In this case, for the author to claim that the variation in SYMPTOMS indicates a variation in ORGANIC FACTORS – it seems to be a necessary assumption that variation in organic factors (which effect mental illness symptoms) ACTUALLY changes the display of those symptoms. And on the corollary, that the changes in symptoms displayed is indeed reflective (“manifesting”) of changes in organic factors.
I.e. The conclusion claims that variation in mental illness symptoms are INDICATIVE OF (“this variation establishes..”) variation in organic factors. For symptoms and organic factors to be indicative of each other on the basis of observable incidence, they must in some sense be necessarily physically manifesting of each other.
That’s why I (erroneously) chose (D) anyway. Under this interpretation, (D) is wrong because it is too broad/kind of a “shell” answer:
– “any change in brain chemistry” (much broader than) > “organic factors such as a deficiency” in brain compound
– change in “mental condition” (broader than) > “symptoms in mental illnesses”
I’d love to hear your thoughts – about there being a necessary assumption in the stimulus regarding the link between changes in organic factors and the physical manifestation (symptoms) of those changes. (Of course D is incorrect, but here, I think (D) is incorrect for a slightly trickier reason than simply not being in the stimulus).
(Apologies for being long-winded. And kudos to your super-succinct explanations – It’s HARD writing non-long-winded-but-thorough explanations! Thanks again!)
FounderGraeme Blake says
When you say “too broad”, that’s what I meant by saying the stimulus didn’t say D. The stimulus didn’t say that ALL organic changes cause symptoms, which is what D says.
D is actually an insane statement that no one would believe. You have to take answer choices literally on the LSAT. And in most cases on a flaw question, if an answer is insane, then it wasn’t in the argument.
I think there is a necessary assumption: the author assumes that if there is a change in symptoms, then this must have been due to organic factors.
I’m not sure where you’re getting display of symptoms except from C. D doesn’t mention that. D is talking about how organic factors change the brain itself, but not about how those symptoms are presented to the outside world.
>>change in “mental condition” (broader than) > “symptoms in mental illnesses”
Yes, if you mean that there could be a change in mental condition without it showing up as a symptom.
I’ll confess that I’m not 100% sure what your theory is and how D relates. Hopefully I covered it.
Wendy says
Thanks – very helpful as always. What I was trying to point to is simply the necessary relation between the physical symptoms and the mental illness.
Something like it has come up as an assumption in other LR assumption questions. ‘It’ being an assumption reasserting the link between a thought/belief/impression ( ie. She thought X was true) and the actuality of X being true.

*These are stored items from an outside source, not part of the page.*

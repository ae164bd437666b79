//! Showdown hand evaluation for the one-hole-card river abstraction.
//!
//! A holding is a single hole card; its showdown value is the best 5-card
//! hand drawn from that card plus the 5 board cards. Evaluation produces a
//! packed integer score so that strict integer comparison reproduces hand
//! ordering exactly, ties included.

use std::cmp::Ordering;
use std::fmt;

use itertools::Itertools;

use crate::cards::{Board, Card, BOARD_SIZE};

#[derive(Debug, Clone, Copy, PartialEq, Eq, PartialOrd, Ord)]
pub enum HandCategory {
    HighCard = 0,
    OnePair = 1,
    TwoPair = 2,
    ThreeOfAKind = 3,
    Straight = 4,
    Flush = 5,
    FullHouse = 6,
    FourOfAKind = 7,
    StraightFlush = 8,
    RoyalFlush = 9,
}

impl fmt::Display for HandCategory {
    fn fmt(&self, f: &mut fmt::Formatter<'_>) -> fmt::Result {
        match self {
            HandCategory::HighCard => write!(f, "High Card"),
            HandCategory::OnePair => write!(f, "One Pair"),
            HandCategory::TwoPair => write!(f, "Two Pair"),
            HandCategory::ThreeOfAKind => write!(f, "Three of a Kind"),
            HandCategory::Straight => write!(f, "Straight"),
            HandCategory::Flush => write!(f, "Flush"),
            HandCategory::FullHouse => write!(f, "Full House"),
            HandCategory::FourOfAKind => write!(f, "Four of a Kind"),
            HandCategory::StraightFlush => write!(f, "Straight Flush"),
            HandCategory::RoyalFlush => write!(f, "Royal Flush"),
        }
    }
}

#[derive(Debug, Clone)]
pub struct HandResult {
    pub rank: u8,
    pub category: HandCategory,
    pub kickers: Vec<u8>,
}

impl HandResult {
    pub fn new(rank: u8, category: HandCategory, kickers: Vec<u8>) -> Self {
        HandResult {
            rank,
            category,
            kickers,
        }
    }

    /// Pack (rank, kickers) into a single non-negative integer whose
    /// ordering equals `Ord` on the result. Kicker values are 2..=14 and a
    /// hand carries at most 5 of them, so 4 bits each below a 4-bit rank.
    pub fn score(&self) -> i32 {
        let mut score = (self.rank as i32) << 20;
        for (i, &k) in self.kickers.iter().take(5).enumerate() {
            score |= (k as i32) << (16 - 4 * i);
        }
        score
    }
}

impl fmt::Display for HandResult {
    fn fmt(&self, f: &mut fmt::Formatter<'_>) -> fmt::Result {
        write!(f, "{}", self.category)
    }
}

impl PartialEq for HandResult {
    fn eq(&self, other: &Self) -> bool {
        self.rank == other.rank && self.kickers == other.kickers
    }
}

impl Eq for HandResult {}

impl PartialOrd for HandResult {
    fn partial_cmp(&self, other: &Self) -> Option<Ordering> {
        Some(self.cmp(other))
    }
}

impl Ord for HandResult {
    fn cmp(&self, other: &Self) -> Ordering {
        match self.rank.cmp(&other.rank) {
            Ordering::Equal => self.kickers.cmp(&other.kickers),
            ord => ord,
        }
    }
}

fn is_flush(cards: &[Card]) -> bool {
    cards.windows(2).all(|w| w[0].suit == w[1].suit)
}

fn is_straight(values: &[u8]) -> Option<u8> {
    let mut unique: Vec<u8> = values
        .iter()
        .copied()
        .collect::<std::collections::BTreeSet<u8>>()
        .into_iter()
        .collect();
    unique.sort_unstable();
    unique.reverse();

    if unique.len() < 5 {
        return None;
    }

    if unique.len() == 5 && unique[0] - unique[4] == 4 {
        return Some(unique[0]);
    }

    // Wheel: A-2-3-4-5
    let set: std::collections::HashSet<u8> = values.iter().copied().collect();
    if set.contains(&14)
        && set.contains(&2)
        && set.contains(&3)
        && set.contains(&4)
        && set.contains(&5)
    {
        return Some(5);
    }

    None
}

fn evaluate_five(cards: &[Card; 5]) -> HandResult {
    let mut values: Vec<u8> = cards.iter().map(|c| c.value()).collect();
    values.sort_unstable_by(|a, b| b.cmp(a));

    let flush = is_flush(cards);
    let straight_high = is_straight(&values);

    let mut counts = [0u8; 15];
    for &v in &values {
        counts[v as usize] += 1;
    }

    if flush && straight_high.is_some() {
        let high = straight_high.unwrap();
        if high == 14 {
            return HandResult::new(9, HandCategory::RoyalFlush, vec![14]);
        }
        return HandResult::new(8, HandCategory::StraightFlush, vec![high]);
    }

    // Frequency list: (count, value) sorted by count desc, then value desc
    let mut freq: Vec<(u8, u8)> = Vec::new();
    for v in (2..=14u8).rev() {
        if counts[v as usize] > 0 {
            freq.push((counts[v as usize], v));
        }
    }
    freq.sort_by(|a, b| b.0.cmp(&a.0).then(b.1.cmp(&a.1)));

    // Four of a kind
    if freq[0].0 == 4 {
        let quad_val = freq[0].1;
        let kicker = values.iter().find(|&&v| v != quad_val).copied().unwrap();
        return HandResult::new(7, HandCategory::FourOfAKind, vec![quad_val, kicker]);
    }

    // Full house
    if freq[0].0 == 3 && freq[1].0 == 2 {
        return HandResult::new(6, HandCategory::FullHouse, vec![freq[0].1, freq[1].1]);
    }

    // Flush
    if flush {
        return HandResult::new(5, HandCategory::Flush, values.clone());
    }

    // Straight
    if let Some(high) = straight_high {
        return HandResult::new(4, HandCategory::Straight, vec![high]);
    }

    // Three of a kind
    if freq[0].0 == 3 {
        let trip_val = freq[0].1;
        let mut kicks: Vec<u8> = values.iter().filter(|&&v| v != trip_val).copied().collect();
        kicks.sort_unstable_by(|a, b| b.cmp(a));
        let mut kickers = vec![trip_val];
        kickers.extend(kicks);
        return HandResult::new(3, HandCategory::ThreeOfAKind, kickers);
    }

    // Two pair
    let mut pair_vals: Vec<u8> = (2..=14).filter(|&v| counts[v as usize] == 2).collect();
    pair_vals.sort_unstable_by(|a, b| b.cmp(a));

    if pair_vals.len() == 2 {
        let kicker = values
            .iter()
            .find(|&&v| !pair_vals.contains(&v))
            .copied()
            .unwrap();
        return HandResult::new(
            2,
            HandCategory::TwoPair,
            vec![pair_vals[0], pair_vals[1], kicker],
        );
    }

    // One pair
    if pair_vals.len() == 1 {
        let pair_val = pair_vals[0];
        let mut kicks: Vec<u8> = values.iter().filter(|&&v| v != pair_val).copied().collect();
        kicks.sort_unstable_by(|a, b| b.cmp(a));
        let mut kickers = vec![pair_val];
        kickers.extend(kicks);
        return HandResult::new(1, HandCategory::OnePair, kickers);
    }

    // High card
    HandResult::new(0, HandCategory::HighCard, values)
}

/// Best 5-card hand from one hole card plus the board.
pub fn evaluate_river_hand(hole: Card, board: &Board) -> HandResult {
    let mut all_cards: Vec<Card> = Vec::with_capacity(BOARD_SIZE + 1);
    all_cards.push(hole);
    all_cards.extend_from_slice(board.cards());

    let mut best: Option<HandResult> = None;
    for combo in all_cards.iter().combinations(5) {
        let five: [Card; 5] = [*combo[0], *combo[1], *combo[2], *combo[3], *combo[4]];
        let result = evaluate_five(&five);
        if best.as_ref().map_or(true, |b| result > *b) {
            best = Some(result);
        }
    }
    best.unwrap()
}

/// Packed strength score of a hole card against the board. Higher is
/// better; equal scores are exact showdown ties.
pub fn river_strength(hole: Card, board: &Board) -> i32 {
    evaluate_river_hand(hole, board).score()
}

/// Sign of the showdown comparison between two hole cards on a board.
pub fn compare_river_hands(hole1: Card, hole2: Card, board: &Board) -> i32 {
    match river_strength(hole1, board).cmp(&river_strength(hole2, board)) {
        Ordering::Greater => 1,
        Ordering::Less => -1,
        Ordering::Equal => 0,
    }
}

#[cfg(test)]
mod tests {
    use super::*;
    use crate::cards::parse_card;

    fn board(s: &str) -> Board {
        Board::parse(s).unwrap()
    }

    #[test]
    fn score_ordering_matches_result_ordering() {
        let b = board("Ks Th 7s 4d 2s");
        let pair = evaluate_river_hand(parse_card("Kh").unwrap(), &b);
        let high = evaluate_river_hand(parse_card("Ah").unwrap(), &b);
        assert!(pair > high);
        assert!(pair.score() > high.score());
    }

    #[test]
    fn pair_beats_ace_high() {
        let b = board("Ks Th 7s 4d 2s");
        assert_eq!(
            compare_river_hands(parse_card("Kh").unwrap(), parse_card("Ah").unwrap(), &b),
            1
        );
    }

    #[test]
    fn exact_tie_between_irrelevant_suits() {
        // Neither heart nor diamond interacts with the spade-heavy board.
        let b = board("Ks Th 7s 4d 2s");
        assert_eq!(
            compare_river_hands(parse_card("Ah").unwrap(), parse_card("Ad").unwrap(), &b),
            0
        );
    }

    #[test]
    fn higher_kicker_breaks_tie() {
        let b = board("Ks Th 7s 4d 2s");
        assert_eq!(
            compare_river_hands(parse_card("Ah").unwrap(), parse_card("Qh").unwrap(), &b),
            1
        );
    }

    #[test]
    fn board_pair_makes_trips() {
        let b = board("Ks Kd 7s 4d 2s");
        let trips = evaluate_river_hand(parse_card("Kh").unwrap(), &b);
        assert_eq!(trips.category, HandCategory::ThreeOfAKind);
    }

    #[test]
    fn one_card_flush_on_four_flush_board() {
        let b = board("Ks 9s 7s 4s 2d");
        let flush = evaluate_river_hand(parse_card("As").unwrap(), &b);
        assert_eq!(flush.category, HandCategory::Flush);
        let no_flush = evaluate_river_hand(parse_card("Ah").unwrap(), &b);
        assert_eq!(no_flush.category, HandCategory::HighCard);
    }

    #[test]
    fn one_card_straight() {
        let b = board("9h 8d 7s 4d 2s");
        // T-9-8-7 still needs a J or 6; four to a straight is nothing.
        let four_to_it = evaluate_river_hand(parse_card("Th").unwrap(), &b);
        assert_ne!(four_to_it.category, HandCategory::Straight);
        let b2 = board("9h 8d 7s 6d 2s");
        let made = evaluate_river_hand(parse_card("Th").unwrap(), &b2);
        assert_eq!(made.category, HandCategory::Straight);
        assert_eq!(made.kickers, vec![10]);
    }

    #[test]
    fn wheel_straight_on_board() {
        let b = board("5h 4d 3s 2c Kd");
        let wheel = evaluate_river_hand(parse_card("Ah").unwrap(), &b);
        assert_eq!(wheel.category, HandCategory::Straight);
        assert_eq!(wheel.kickers, vec![5]);
    }
}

Or, maybe more concretely. E.g. To conclude that he is sick because he is coughing, you would necessarily have to believe that sickness manifests itself physically as coughing.
Don’t want to complicate things for anyone else / so its just my personal thought process here. Stick with Graemes explanation :)
FounderGraeme Blake says
Oh, I see. The first sentence of the stimulus covers this. It says “Many symptoms of mental illnesses….”
That means the symptoms discusses are actually the symptoms of the mental illnesses in question. That sentence explicitly covers the possibility you’re bringing up.